The scheduled changes, which were announced on April 28, 2020, specifically address two key BIS-related export compliance areas: those with regards to licensing exceptions for Civil End Users, and an expansion of rules associated with military end use.
While the Federal Registers are too dense to go into full detail in this article, we have provided a high-level explanation of some of the new provisions, as well as links should further reading be required.
Proposed license exceptions for Civil End Users
In an effort to gain better visibility into transactions of national security or foreign policy interest to the U.S., BIS is proposing to revise part 740 of the Export Administration Regulations (EAR) (15 CFR, Subchapter C, parts 730–774).
This provision provides information on license exceptions—i.e., authorizations allowing the export, re-export, or in-country transfers—of items subject to the EAR that would otherwise require a license. The updated rule will modify License Exception Additional Permissive Re-exports (APR) (§ 740.16 of the EAR) which, among other things, authorizes certain re-exports between and among countries, such as those included in Country Group A:1, also known as Wassenaar Participating States. These include Australia, Canada, Denmark, France, Germany, India, Japan, Mexico, South Korea, the United Kingdom, and the U.S., among others, as well as Hong Kong.
However, this rule also removes countries in Country Group D:1—which are those deemed a concern for national security reasons, such as Russia, Venezuela, Ukraine, Vietnam, Yemen, to name a few—as ineligible destinations for national security-controlled items. BIS acknowledges many countries seek to align civil and defense technology development in order to achieve greater efficiency, innovation, and growth. That said, there are strict constraints in place.
BIS has mandated that transactions involving the export of national security-controlled items now permitted under the new rules be reviewed by the U.S. Government prior to export, re-export, or in-country transfer.
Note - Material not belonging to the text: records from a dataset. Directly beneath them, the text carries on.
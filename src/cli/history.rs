use std::{fmt::Display, path::Path};

use anyhow::Result;
use chrono::{DateTime, Local, TimeZone};
use chrono_english::parse_date_string;
use clap::{CommandFactory, Parser, ValueEnum};

use crate::{
    store::{archive::ArchiveReader, json_store::JsonFileStore},
    utils::time::WeekId,
};

use super::{
    output::{render_history, render_year_totals},
    Args,
};

#[derive(Debug, Clone, Copy, ValueEnum)]
enum DateStyle {
    Uk,
    Us,
}

impl From<DateStyle> for chrono_english::Dialect {
    fn from(value: DateStyle) -> Self {
        match value {
            DateStyle::Uk => Self::Uk,
            DateStyle::Us => Self::Us,
        }
    }
}

impl Display for DateStyle {
    fn fmt(&self, f: &mut std::fmt::Formatter<'_>) -> std::fmt::Result {
        match self {
            DateStyle::Uk => write!(f, "uk"),
            DateStyle::Us => write!(f, "us"),
        }
    }
}

#[derive(Debug, Parser)]
pub struct HistoryCommand {
    #[arg(
        long = "start",
        short,
        help = "Any day of the first week to show. Examples are \"last monday\", \"2 weeks ago\", \"15/03/2025\""
    )]
    start_date: Option<String>,
    #[arg(
        long = "end",
        short,
        help = "Any day of the last week to show. Examples are \"yesterday\", \"1 week ago\", \"15/03/2025\""
    )]
    end_date: Option<String>,
    #[arg(long, default_value_t = DateStyle::Uk, help = "Style of dates used during parsing. For Uk it's day/month/year. For Us it's month/day/year")]
    date_style: DateStyle,
    #[arg(long, help = "Print totals per year instead of every week")]
    year: bool,
}

/// Inclusive range of weeks, either end may be open.
#[derive(Debug, Clone, Copy, PartialEq, Eq)]
struct WeekRange {
    from: Option<WeekId>,
    to: Option<WeekId>,
}

impl WeekRange {
    fn contains_year(&self, year: i32) -> bool {
        self.from.map_or(true, |from| from.year <= year) && self.to.map_or(true, |to| year <= to.year)
    }
}

/// Prints archived weeks, or per-year totals with `--year`, from the state in `dir`.
pub fn process_history_command(dir: &Path, command: HistoryCommand) -> Result<()> {
    let range = parse_range(
        command.start_date.as_deref(),
        command.end_date.as_deref(),
        command.date_style,
        &Local::now(),
    )?;

    let store = JsonFileStore::open_in(dir)?;
    let reader = ArchiveReader::new(&store);

    if command.year {
        let years: Vec<i32> = reader
            .years()?
            .into_iter()
            .filter(|v| range.contains_year(*v))
            .collect();
        if years.is_empty() {
            println!("No completed weeks yet");
        }
        for year in years {
            println!("{}", render_year_totals(year, &reader.year_totals(year)?));
        }
    } else {
        let weeks = reader.between(range.from, range.to)?;
        print!("{}", render_history(&weeks));
    }
    Ok(())
}

fn parse_range<Tz>(
    start_date: Option<&str>,
    end_date: Option<&str>,
    date_style: DateStyle,
    now: &DateTime<Tz>,
) -> Result<WeekRange>
where
    Tz: TimeZone,
    Tz::Offset: Copy,
{
    let dialect: chrono_english::Dialect = date_style.into();
    let parse = |value: Option<&str>, what: &str| -> Result<Option<WeekId>> {
        let Some(value) = value else {
            return Ok(None);
        };
        match parse_date_string(value, now.clone(), dialect) {
            Ok(v) => Ok(Some(WeekId::of(&v))),
            Err(e) => Err(Args::command()
                .error(
                    clap::error::ErrorKind::ValueValidation,
                    format!("Failed to validate {what} date {value:?}: {e}"),
                )
                .into()),
        }
    };
    Ok(WeekRange {
        from: parse(start_date, "start")?,
        to: parse(end_date, "end")?,
    })
}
As such, organizations wishing to deal in defense technologies with D:1 countries can expect more paperwork, and the process to be cumbersome and time-consuming.
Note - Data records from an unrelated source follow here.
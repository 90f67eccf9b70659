use anyhow::Result;

/// Every state transition runs on one logical thread, so the tracker never needs more than a
/// current-thread runtime.
pub fn single_thread_runtime() -> Result<tokio::runtime::Runtime> {
    Ok(tokio::runtime::Builder::new_current_thread()
        .enable_all()
        .build()?)
}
Information related to these updated rules are detailed in BIS’ Federal Register 23470.
Expansion of rules related to military end use
Similar to the changes to Country Group D:1 in the updated license exceptions for Civil End users, BIS is expanding rules to the export, re-export, and in-country transfer controls for Military End Use and Military End Users in the People’s Republic of China, Russia, and Venezuela. Expanding the definition of ‘‘military end use,” it creates a new reason for control, and the associated review policy for regional stability for certain items exported to said countries.
Microprocessors and associated software, materials processing, electronics, telecommunications, information, security, sensors and lasers, and propulsion technologies are among some of the items included in the new military end use rules.
Additional provisions add Electronic Export Information filing requirements in the Automated Export System for exports to China, Russia, and Venezuela—all in support of the National Security Strategy of the United States. BIS’ Federal Register 23459 contains greater detail on the subject.
Proposed rule on license exception Additional Permissive Re-exports APR
Additional Permissive Re-exports—also referred to as APR—are primarily related to EAR shipments from countries included in the Wassenaar Arrangement. These proposed new rules are not, as of yet, set in stone, and organizations have until June 29, 2020 to provide comment.
In short, the proposed new rules would see shipment of items subject to the EAR from a Wassenaar Arrangement member to a third country potentially require two authorizations:
- a re-export authorization from the United States, and
- an export authorization from the non-U.S. country of export.
The proposed provisions would apply to items that are controlled for national security reasons, but not for those controlled for Non-Proliferation (NP), Chemical and Biological Weapons (CW), Missile Technology (MT), Significant items (SI), or Crime Controls and Detection (CC) reasons.
Among the reasoning for these proposed APR exceptions is the differing licensing standards in Wassenaar Arrangement member states and Hong Kong for exports to D:1 countries, and those of the United States The end result will allow permitted re-exports that would have been denied if exported directly from the U.S..
Be ahead of the curve
While the approved regulatory changes will happen on June 29, 2020, and those proposed at a later date, it’s important for organizations to be prepared to adhere to any new BIS rules—and other government bodies, such as the Office of Foreign Assets Control, for that matter—pertaining to export, import, and financial compliance. For rarely does the U.S. government accept ignorance of the law as a defense when it comes to matters of national security.